Contrário às RP 9, o senador Oriovisto Guimarães (Podemos-PR) avalia que as emendas de relator comprometem a isonomia entre os parlamentares.
“Isonomia é tudo o que não acontece com as RP 9. Não existe isonomia no orçamento secreto. O tratamento não é igual. Não criminalizo a política. Respeito quem quer levar verba para seu estado. Acho legítimo isso. Mas falta isonomia. Todos nós temos isonomia no que diz respeito às emendas individuais e de bancada. Aí sim é transparente e temos regras”, criticou.
Para a senadora Zenaide Maia (Pros-RN), as emendas parlamentares são responsáveis por levar recursos públicos aos municípios. Mas ela é contra a impositividade de execução dos recursos.
“Não sou contra os parlamentares distribuírem emendas. Acho que é uma maneira de chegar aos municípios e estados. Mas essa RP 9. Quem vai escolher quem vai distribuir os recursos previstos de R$ 19 bilhões? Sou contra a RP 9. Vamos conseguir que não seja obrigatoriedade de se pagar. Quero parabenizar por a gente tentar não ter a obrigatoriedade, disse.
Outros pontos
O relator Marcos do Val, egresso da polícia, também incluiu em seu parecer a autorização para a recomposição salarial e a reestruturação das carreiras da Polícia Federal, Polícia Rodoviária Federal, Polícia Penitenciária, além das polícias Civil e Militar e o corpo de bombeiros do Distrito Federal.
A efetivação das medidas dependerá da inclusão no Projeto de Lei Orçamentária de 2023 e da comprovação da disponibilidade orçamentária e a compatibilidade com os limites estabelecidos pela Lei de Responsabilidade Fiscal (LRF).
O relator também proibiu o contingenciamento de verbas de 19 áreas, o que tornará mais difícil a tarefa do próximo comandante do Poder Executivo caso necessite remanejar recursos. Os setores protegidos pelo dispositivo seriam educação, ciência e tecnologia, inclusão digital, esporte, defesa da criança e do idoso, demarcação de terras indígenas, segurança pública, investimentos das Forças Armadas, seguro rural, saúde animal, infraestrutura, saneamento básico, monitoramento das mudanças climáticas e combate à pandemia da Covid-19.
O texto aprovado estima um déficit primário de R$ 65,9 bilhões para o ano que vem e um valor de R$ 1.294 para o salário mínimo − o que significa reajuste pela inflação sem ganho real.

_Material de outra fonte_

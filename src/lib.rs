//! # loam-core
//!
//! A Rust library for turning a directory tree of interlinked markdown
//! notes into a browsable static website.
//!
//! The name "loam" is the soil a garden grows in - this is a generator for
//! digital note gardens.
//!
//! ## Overview
//!
//! loam-core parses wiki-style `[[...]]` cross-references out of note
//! bodies, resolves them against the corpus (exact id first, then
//! path-suffix matching with deterministic ambiguity handling), builds a
//! bidirectional link graph, and emits per-note HTML pages plus two
//! serialized artifacts for the client-side renderer: a relationship graph
//! export and a full-text search index.
//!
//! ### Key properties
//!
//! - **Two-phase builds**: the note registry is fully loaded and frozen
//!   before any reference resolves, so resolution never depends on
//!   discovery interleaving
//! - **Graph symmetry**: backlinks are derived from the edge list in the
//!   same pass; an edge (a, b) exists iff `a` appears in b's backlinks
//! - **Deterministic output**: identical corpora serialize to byte-identical
//!   exports - ordering is registry load order throughout, never resorted
//! - **Error tolerance**: broken links, ambiguous links, and undecodable
//!   files degrade to diagnostics; only a canonical-id collision fails a
//!   build
//!
//! ## Quick Start
//!
//! ```rust,no_run
//! use loam_core::compiler::SiteCompiler;
//!
//! fn main() -> Result<(), loam_core::LoamError> {
//!     let compiler = SiteCompiler::new("./notes", "./_site")?;
//!     let report = compiler.build()?;
//!     for diagnostic in &report.diagnostics {
//!         eprintln!("{diagnostic}");
//!     }
//!     println!("{} notes, {} links", report.notes, report.edges);
//!     Ok(())
//! }
//! ```
//!
//! ## Module Guide
//!
//! Pipeline order, leaves first:
//!
//! - [`ident`]: canonical note identifiers
//! - [`codec`]: reference extraction and markdown conversion
//! - [`registry`] + [`loader`]: the note corpus and how it gets populated
//! - [`resolve`]: reference-to-note resolution outcomes
//! - [`graph`]: the directed link graph and derived backlink index
//! - [`search`]: search index construction (independent of [`graph`])
//! - [`export`]: serialized graph and search artifacts
//! - [`html`] + [`compiler`]: page assembly and build orchestration
//!
//! Start with [`compiler::SiteCompiler`] for whole-site builds, or drive
//! [`loader::load_corpus`] / [`graph::build`] / [`search::build_index`]
//! directly for library use.

pub mod codec;
pub mod compiler;
pub mod config;
pub mod diagnostic;
pub mod error;
pub mod export;
pub mod graph;
pub mod html;
pub mod ident;
pub mod loader;
pub mod registry;
pub mod resolve;
pub mod search;

pub use error::*;
//! Wiki-style reference extraction.
//!
//! Scans note bodies for `[[target]]` / `[[target|display]]` occurrences and
//! yields them with byte spans so downstream renderers can splice resolved
//! markup back into the body without disturbing surrounding text.
//!
//! The grammar is deliberately permissive: references never nest, the first
//! `]]` after an opening `[[` terminates the reference, and an opening `[[`
//! with no terminator before end-of-input or before another `[[` is treated
//! as literal text and skipped. Malformed markup is an authoring reality,
//! not an error.

use std::ops::Range;

const OPEN: &str = "[[";
const CLOSE: &str = "]]";

/// A single `[[...]]` occurrence found in a note body.
#[derive(Debug, Clone, PartialEq, Eq)]
pub struct RawReference {
    /// The portion before any `|` separator, trimmed. Never empty.
    pub target_text: String,
    /// Optional display override, the portion after the first unescaped `|`.
    pub display_text: Option<String>,
    /// Byte range of the full occurrence in the source body, delimiters
    /// included.
    pub span: Range<usize>,
}

impl RawReference {
    /// Text the reader sees: the display override when present, otherwise
    /// the target text itself.
    pub fn display(&self) -> &str {
        self.display_text.as_deref().unwrap_or(&self.target_text)
    }
}

/// Lazily iterate the references in `body`. Single pass, O(len); restartable
/// by calling again.
pub fn extract(body: &str) -> WikiRefIter<'_> {
    WikiRefIter { body, pos: 0 }
}

/// Split reference innards at the first unescaped `|`. `\|` escapes the
/// separator and is unescaped in the output.
fn split_display(inner: &str) -> (String, Option<String>) {
    let bytes = inner.as_bytes();
    let mut sep = None;
    for (idx, b) in bytes.iter().enumerate() {
        if *b == b'|' && (idx == 0 || bytes[idx - 1] != b'\\') {
            sep = Some(idx);
            break;
        }
    }
    let unescape = |s: &str| s.trim().replace("\\|", "|");
    match sep {
        Some(idx) => {
            let display = unescape(&inner[idx + 1..]);
            (
                unescape(&inner[..idx]),
                if display.is_empty() { None } else { Some(display) },
            )
        }
        None => (unescape(inner), None),
    }
}

pub struct WikiRefIter<'a> {
    body: &'a str,
    pos: usize,
}

impl Iterator for WikiRefIter<'_> {
    type Item = RawReference;

    fn next(&mut self) -> Option<RawReference> {
        while self.pos < self.body.len() {
            let open_rel = self.body[self.pos..].find(OPEN)?;
            let open = self.pos + open_rel;
            let inner_start = open + OPEN.len();

            let rest = &self.body[inner_start..];
            let close = rest.find(CLOSE);
            let reopen = rest.find(OPEN);

            match (close, reopen) {
                // No terminator at all: literal text to end of input.
                (None, None) => {
                    self.pos = self.body.len();
                    return None;
                }
                // Another `[[` opens before this one closes: abandon the
                // current opener and rescan from the new one.
                (None, Some(r)) => {
                    self.pos = inner_start + r;
                    continue;
                }
                (Some(c), Some(r)) if r < c => {
                    self.pos = inner_start + r;
                    continue;
                }
                (Some(c), _) => {
                    let inner = &rest[..c];
                    self.pos = inner_start + c + CLOSE.len();
                    let (target_text, display_text) = split_display(inner);
                    if target_text.is_empty() {
                        // `[[]]` and `[[|x]]` have nothing to resolve.
                        continue;
                    }
                    return Some(RawReference {
                        target_text,
                        display_text,
                        span: open..self.pos,
                    });
                }
            }
        }
        None
    }
}
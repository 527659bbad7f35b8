use serde::{Deserialize, Serialize};
use std::{fs::read_to_string, path::Path};

use crate::error::LoamError;

/// Standard config filename looked up at the corpus root.
pub const CONFIG_NAME: &str = "loam.toml";

#[derive(Debug, Clone, PartialEq, Serialize, Deserialize)]
#[serde(default)]
pub struct ThemeConfig {
    pub primary_color: String,
    pub background: String,
    pub text_color: String,
}

impl Default for ThemeConfig {
    fn default() -> Self {
        ThemeConfig {
            primary_color: "#007acc".to_string(),
            background: "#1e1e1e".to_string(),
            text_color: "#d4d4d4".to_string(),
        }
    }
}

/// Site-wide build settings, deserialized from `loam.toml` at the corpus
/// root. Every field has a default; a missing file means a default config,
/// not an error.
#[derive(Debug, Clone, PartialEq, Serialize, Deserialize)]
#[serde(default)]
pub struct SiteConfig {
    pub site_title: String,
    pub site_description: String,
    /// Base URL for sitemap and canonical URLs (e.g.
    /// <https://username.github.io/notes>). No sitemap is generated without
    /// it.
    pub base_url: Option<String>,
    /// Link-distance radius of per-page neighborhood graph views.
    pub graph_depth: usize,
    /// Maximum character length of search-result preview text.
    pub search_preview_length: usize,
    pub enable_tags: bool,
    pub theme: ThemeConfig,
}

impl Default for SiteConfig {
    fn default() -> Self {
        SiteConfig {
            site_title: "Loam Notes".to_string(),
            site_description: "A knowledge garden built with loam".to_string(),
            base_url: None,
            graph_depth: 2,
            search_preview_length: 500,
            enable_tags: true,
            theme: ThemeConfig::default(),
        }
    }
}

impl SiteConfig {
    pub fn from_toml(content: &str) -> Result<SiteConfig, LoamError> {
        Ok(toml::from_str(content)?)
    }

    /// Load `loam.toml` from the corpus root, falling back to defaults when
    /// the file does not exist. A file that exists but fails to parse is a
    /// configuration error, not a silent default.
    pub fn discover(root: &Path) -> Result<SiteConfig, LoamError> {
        let path = root.join(CONFIG_NAME);
        tracing::debug!("Attempting to read site config from: {:?}", &path);
        if !path.exists() {
            tracing::debug!("Config file not found, using defaults.");
            return Ok(SiteConfig::default());
        }
        SiteConfig::from_toml(&read_to_string(&path)?)
    }
}

#[cfg(test)]
mod tests {
    use super::*;

    #[test]
    fn test_defaults() {
        let config = SiteConfig::default();
        assert_eq!(config.graph_depth, 2);
        assert_eq!(config.search_preview_length, 500);
        assert!(config.enable_tags);
        assert!(config.base_url.is_none());
    }

    #[test]
    fn test_partial_toml_overlays_defaults() {
        let config = SiteConfig::from_toml(
            r##"
site_title = "My Garden"
graph_depth = 3

[theme]
primary_color = "#00a86b"
"##,
        )
        .unwrap();
        assert_eq!(config.site_title, "My Garden");
        assert_eq!(config.graph_depth, 3);
        assert_eq!(config.theme.primary_color, "#00a86b");
        // Untouched fields keep their defaults.
        assert_eq!(config.search_preview_length, 500);
        assert_eq!(config.theme.background, "#1e1e1e");
    }

    #[test]
    fn test_invalid_toml_is_an_error() {
        assert!(SiteConfig::from_toml("site_title = [broken").is_err());
    }
}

A projeção para o Índice Nacional de Preços ao Consumidor (INPC) é de alta de 6,7% no acumulado de 2022.
A expectativa é de crescimento de 2,5% do Produto Interno Bruto (PIB), mesmo percentual esperado para 2024 e 2025. Já a taxa básica de juros − a Selic − é projetada a 10% para o ano que vem.
O texto aprovado permite que o Congresso utilize a projeção mais atualizada para a inflação medida pelo IPCA em 2022. O objetivo é corrigir o cálculo do teto de gastos da União para 2023, estimado em R$ 1,711 trilhão na versão original do PLN 5/2022.

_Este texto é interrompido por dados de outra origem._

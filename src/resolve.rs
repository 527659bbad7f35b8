//! Reference resolution against the note corpus.
//!
//! Authors commonly write short references (`[[foam]]`) expecting them to
//! resolve against deeper paths (`tools/foam`), but a corpus may contain two
//! same-named notes in different folders, which must not silently collapse.
//! Resolution is therefore two-tier: an exact canonical-id match wins
//! unconditionally, and only then does suffix matching run, with multiple
//! hits reported as ambiguous rather than picked from quietly.

use crate::{
    codec::wiki::RawReference,
    ident::{split_fragment, NoteId},
    registry::NoteRegistry,
};

/// Outcome of resolving one raw reference. Exactly one variant per
/// occurrence per build; every consumer matches exhaustively.
#[derive(Debug, Clone, PartialEq, Eq)]
pub enum Resolution {
    /// A unique target note.
    Resolved(NoteId),
    /// More than one note matched by suffix; candidates in registry load
    /// order. Edge policy belongs to the graph builder, not here.
    Ambiguous(Vec<NoteId>),
    /// No note matched. Carries the original reference text for
    /// diagnostics and broken-link styling.
    Unresolved(String),
}

impl Resolution {
    pub fn is_resolved(&self) -> bool {
        matches!(self, Self::Resolved(_))
    }
}

/// Resolve a raw reference against a fully loaded registry.
///
/// A `#fragment` suffix addresses a heading within the target and is split
/// off before normalization; it never participates in note identity.
pub fn resolve(raw: &RawReference, registry: &NoteRegistry) -> Resolution {
    let (target, _fragment) = split_fragment(&raw.target_text);
    let id = NoteId::normalize(target);
    if id.is_empty() {
        return Resolution::Unresolved(raw.target_text.clone());
    }

    // Exact canonical id match wins unconditionally, even when the same id
    // is also a valid suffix of other notes.
    if registry.contains(&id) {
        return Resolution::Resolved(id);
    }

    let candidates = registry.lookup_by_suffix(id.as_str());
    match candidates.len() {
        0 => Resolution::Unresolved(raw.target_text.clone()),
        1 => Resolution::Resolved(candidates[0].id.clone()),
        _ => Resolution::Ambiguous(candidates.into_iter().map(|n| n.id.clone()).collect()),
    }
}
//! ECS resources made available to systems.
//!
//! Overview
//! - `camera3d` – shared 3D camera used by the renderer
//! - `debugmode` – presence toggles the debug HUD and grid wireframe
//! - `densityplayback` – parsed density frames and playback cursor
//! - `frameticker` – interval timer gating "advance one frame"
//! - `particleplayback` – streaming particle feed and playback counters
//! - `playbackphase` – lifecycle shared by both routines
//! - `regiongrid` – layout and enumeration of the density grid
//! - `resolverbridge` – bridge and channels for the resolver thread
//! - `statustext` – single user-visible message surface
//! - `viewerconfig` – INI-backed settings
//! - `worldtime` – simulation time and delta
pub mod camera3d;
pub mod debugmode;
pub mod densityplayback;
pub mod frameticker;
pub mod particleplayback;
pub mod playbackphase;
pub mod regiongrid;
pub mod resolverbridge;
pub mod statustext;
pub mod viewerconfig;
pub mod worldtime;
//! Status text resource.
//!
//! The single user-visible text surface of the viewer. Playback routines
//! write error messages here; the renderer draws it over the scene.

use bevy_ecs::prelude::Resource;

/// Message currently shown to the user, if any.
#[derive(Resource, Debug, Clone, Default, PartialEq, Eq)]
pub struct StatusText {
    text: Option<String>,
}

impl StatusText {
    /// Replace the displayed message.
    pub fn show(&mut self, text: impl Into<String>) {
        self.text = Some(text.into());
    }

    pub fn get(&self) -> Option<&str> {
        self.text.as_deref()
    }
}
//! Scene setup for the two playback routines.
//!
//! [`setup_common`] inserts the resources and observers both routines share.
//! [`setup_particles`] and [`setup_densities`] then prepare one routine and
//! ask the resolver thread for its results file. [`build_update_schedule`]
//! returns the per-frame logic schedule; rendering runs after it, outside
//! the schedule.

use bevy_ecs::observer::Observer;
use bevy_ecs::prelude::*;
use log::{info, warn};

use crate::events::playback::playback_failed_observer;
use crate::events::resolver::ResolveMessage;
use crate::resources::camera3d::Camera3DRes;
use crate::resources::densityplayback::DensityPlayback;
use crate::resources::particleplayback::ParticlePlayback;
use crate::resources::resolverbridge::ResolverBridge;
use crate::resources::statustext::StatusText;
use crate::resources::viewerconfig::ViewerConfig;
use crate::resources::worldtime::WorldTime;
use crate::systems::densities::{density_playback_system, spawn_region_grid};
use crate::systems::particles::particle_playback_system;
use crate::systems::resolver::{poll_resolver_messages, update_resolver_messages};

/// Insert the shared resources and observers.
///
/// The resolver bridge is set up separately with
/// [`setup_resolver`](crate::resources::resolverbridge::setup_resolver).
pub fn setup_common(world: &mut World) {
    world.insert_resource(WorldTime::default());
    world.insert_resource(StatusText::default());
    world.init_resource::<Messages<ResolveMessage>>();
    world.spawn(Observer::new(playback_failed_observer));
    world.flush();
}

/// Prepare particle playback of `file`.
pub fn setup_particles(world: &mut World, config: &ViewerConfig, file: &str) {
    world.insert_resource(ParticlePlayback::new(
        file,
        config.wait_between_frames,
        config.scale_factor,
        config.marker_radius,
    ));
    world.insert_resource(Camera3DRes::framing_box(
        config.box_width / config.scale_factor,
    ));
    request_file(world, file);
    info!("Particle playback set up for {}", file);
}

/// Prepare density playback of `file`.
///
/// The region grid is spawned here, before the file is requested.
pub fn setup_densities(world: &mut World, config: &ViewerConfig, file: &str) {
    let grid = config.region_grid();
    spawn_region_grid(world, &grid);
    world.insert_resource(grid);
    world.insert_resource(DensityPlayback::new(
        file,
        config.wait_between_frames,
        grid.cell_count(),
    ));
    world.insert_resource(Camera3DRes::framing_box(grid.box_width));
    request_file(world, file);
    info!("Density playback set up for {}", file);
}

fn request_file(world: &mut World, file: &str) {
    match world.get_resource_mut::<ResolverBridge>() {
        Some(mut bridge) => bridge.request(file),
        None => warn!("No resolver available; {} will never load", file),
    }
}

/// Per-frame logic: drain resolver replies, then advance playback.
pub fn build_update_schedule() -> Schedule {
    let mut update = Schedule::default();
    update.add_systems(
        // resolver message systems must be together
        (poll_resolver_messages, update_resolver_messages).chain(),
    );
    update.add_systems(particle_playback_system.after(update_resolver_messages));
    update.add_systems(density_playback_system.after(update_resolver_messages));
    update
}
//! Viewer systems.
//!
//! Submodules overview
//! - [`densities`] – spawn the region grid and play density frames onto it
//! - [`particles`] – stream particle frames into sphere markers
//! - [`render`] – draw markers, status text and debug overlays using Raylib
//! - [`resolver`] – resolver worker thread and its message queue systems
//! - [`time`] – update simulation time and delta

pub mod densities;
pub mod particles;
pub mod render;
pub mod resolver;
pub mod time;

A Constituição proíbe o governo de fazer dívidas para pagar salários, aposentadorias e gastos para manter a máquina pública funcionando − a chamada “regra de ouro”. As únicas despesas que podem ser cobertas por operações de crédito são o pagamento de dívidas (refinanciamento) e de juros. Quando essa norma é descumprida, os gestores e o presidente podem ser enquadrados em crime de responsabilidade.
Pela LDO 2023, o limite para operações de crédito será de R$ 17,3 bilhões para 2023. Mas o texto mantém um dispositivo que permite a inclusão de operações de crédito acima do limite constitucional e de despesas a serem custeadas com esses recursos, desde que autorizado pelo Congresso.

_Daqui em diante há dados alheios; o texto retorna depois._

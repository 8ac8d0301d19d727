//! Region density frames.
//!
//! A density results file holds one frame per line; each line lists one
//! integer count per grid region in enumeration order. The whole file is
//! parsed once into [`DensityFrames`], which records the file-wide maximum
//! while loading so playback never has to read the file a second time.

use std::fs::File;
use std::io::{BufRead, BufReader};
use std::path::Path;

use super::{FrameError, tokens};

/// Parse one density line into region counts.
pub fn parse_density_line(line: &str) -> Result<Vec<i64>, FrameError> {
    tokens(line)
        .map(|token| {
            token.parse::<i64>().map_err(|_| FrameError::Number {
                token: token.to_string(),
            })
        })
        .collect()
}

/// Map a density onto `[0, 1]` relative to the file-wide maximum.
///
/// A maximum of zero (no positive density anywhere) maps every value to 0.
pub fn normalize_density(value: i64, max: i64) -> f32 {
    if max <= 0 {
        return 0.0;
    }
    (value as f32 / max as f32).clamp(0.0, 1.0)
}

/// All frames of a density results file plus the largest value seen.
#[derive(Debug, Clone, Default, PartialEq)]
pub struct DensityFrames {
    frames: Vec<Vec<i64>>,
    max: i64,
}

impl DensityFrames {
    /// Load and parse a density results file.
    pub fn load(path: impl AsRef<Path>) -> Result<Self, FrameError> {
        let file = File::open(path)?;
        Self::from_reader(BufReader::new(file))
    }

    /// Parse every line of `reader`, tracking the running maximum.
    ///
    /// The maximum starts at 0, so a file without positive values keeps 0.
    /// A malformed token fails the whole load.
    pub fn from_reader(reader: impl BufRead) -> Result<Self, FrameError> {
        let mut frames = Vec::new();
        let mut max = 0;
        for (index, line) in reader.lines().enumerate() {
            let line = line.map_err(|e| FrameError::from(e).at_line(index + 1))?;
            let values = parse_density_line(&line).map_err(|e| e.at_line(index + 1))?;
            if let Some(&line_max) = values.iter().max() {
                max = max.max(line_max);
            }
            frames.push(values);
        }
        Ok(Self { frames, max })
    }

    /// Largest density over the whole file.
    pub fn max_density(&self) -> i64 {
        self.max
    }

    /// Values of frame `index`, if present.
    pub fn frame(&self, index: usize) -> Option<&[i64]> {
        self.frames.get(index).map(Vec::as_slice)
    }

    pub fn len(&self) -> usize {
        self.frames.len()
    }

    pub fn is_empty(&self) -> bool {
        self.frames.is_empty()
    }
}
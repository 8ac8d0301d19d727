//! Playback failure event and observer.
//!
//! Playback systems trigger [`PlaybackFailedEvent`] when a routine has to
//! stop: the results file could not be resolved, or it could not be read or
//! parsed. The [`playback_failed_observer`] shows the message on the
//! [`StatusText`] surface and logs it. Recoverable problems (a particle line
//! with the wrong shape) are only logged and never reach this event.

use bevy_ecs::observer::On;
use bevy_ecs::prelude::*;
use log::error;

use crate::resources::statustext::StatusText;

/// The playback routine an event refers to.
#[derive(Debug, Clone, Copy, PartialEq, Eq)]
pub enum Routine {
    Particles,
    Densities,
}

impl Routine {
    pub fn as_str(&self) -> &'static str {
        match self {
            Routine::Particles => "particles",
            Routine::Densities => "densities",
        }
    }
}

/// A playback routine stopped because of an error.
#[derive(Event, Debug, Clone, PartialEq, Eq)]
pub struct PlaybackFailedEvent {
    pub routine: Routine,
    /// User-facing message for the status text.
    pub message: String,
}

/// Observer that surfaces playback failures to the user.
pub fn playback_failed_observer(trigger: On<PlaybackFailedEvent>, mut status: ResMut<StatusText>) {
    let event = trigger.event();
    error!("[{}] {}", event.routine.as_str(), event.message);
    status.show(event.message.clone());
}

Pelo texto não será mais necessário usar a projeção de inflação a ser informada pelo Ministério da Economia em 22 de novembro. A mudança também pode levar a um ajuste na meta de resultado primário, estimada em um déficit de R$ 65,9 bilhões. O valor previsto para 2023 equivale a 0,63% do PIB, menor que os R$ 66,9 bilhões (0,69% do PIB) projetados para 2022.
A projeção para o resultado primário dos estados, do Distrito Federal e dos municípios é de um déficit de R$ 100 milhões. A estimativa para esses entes federados é apenas um indicador, não uma meta, porque o Executivo federal não tem ingerência sobre o orçamento deles.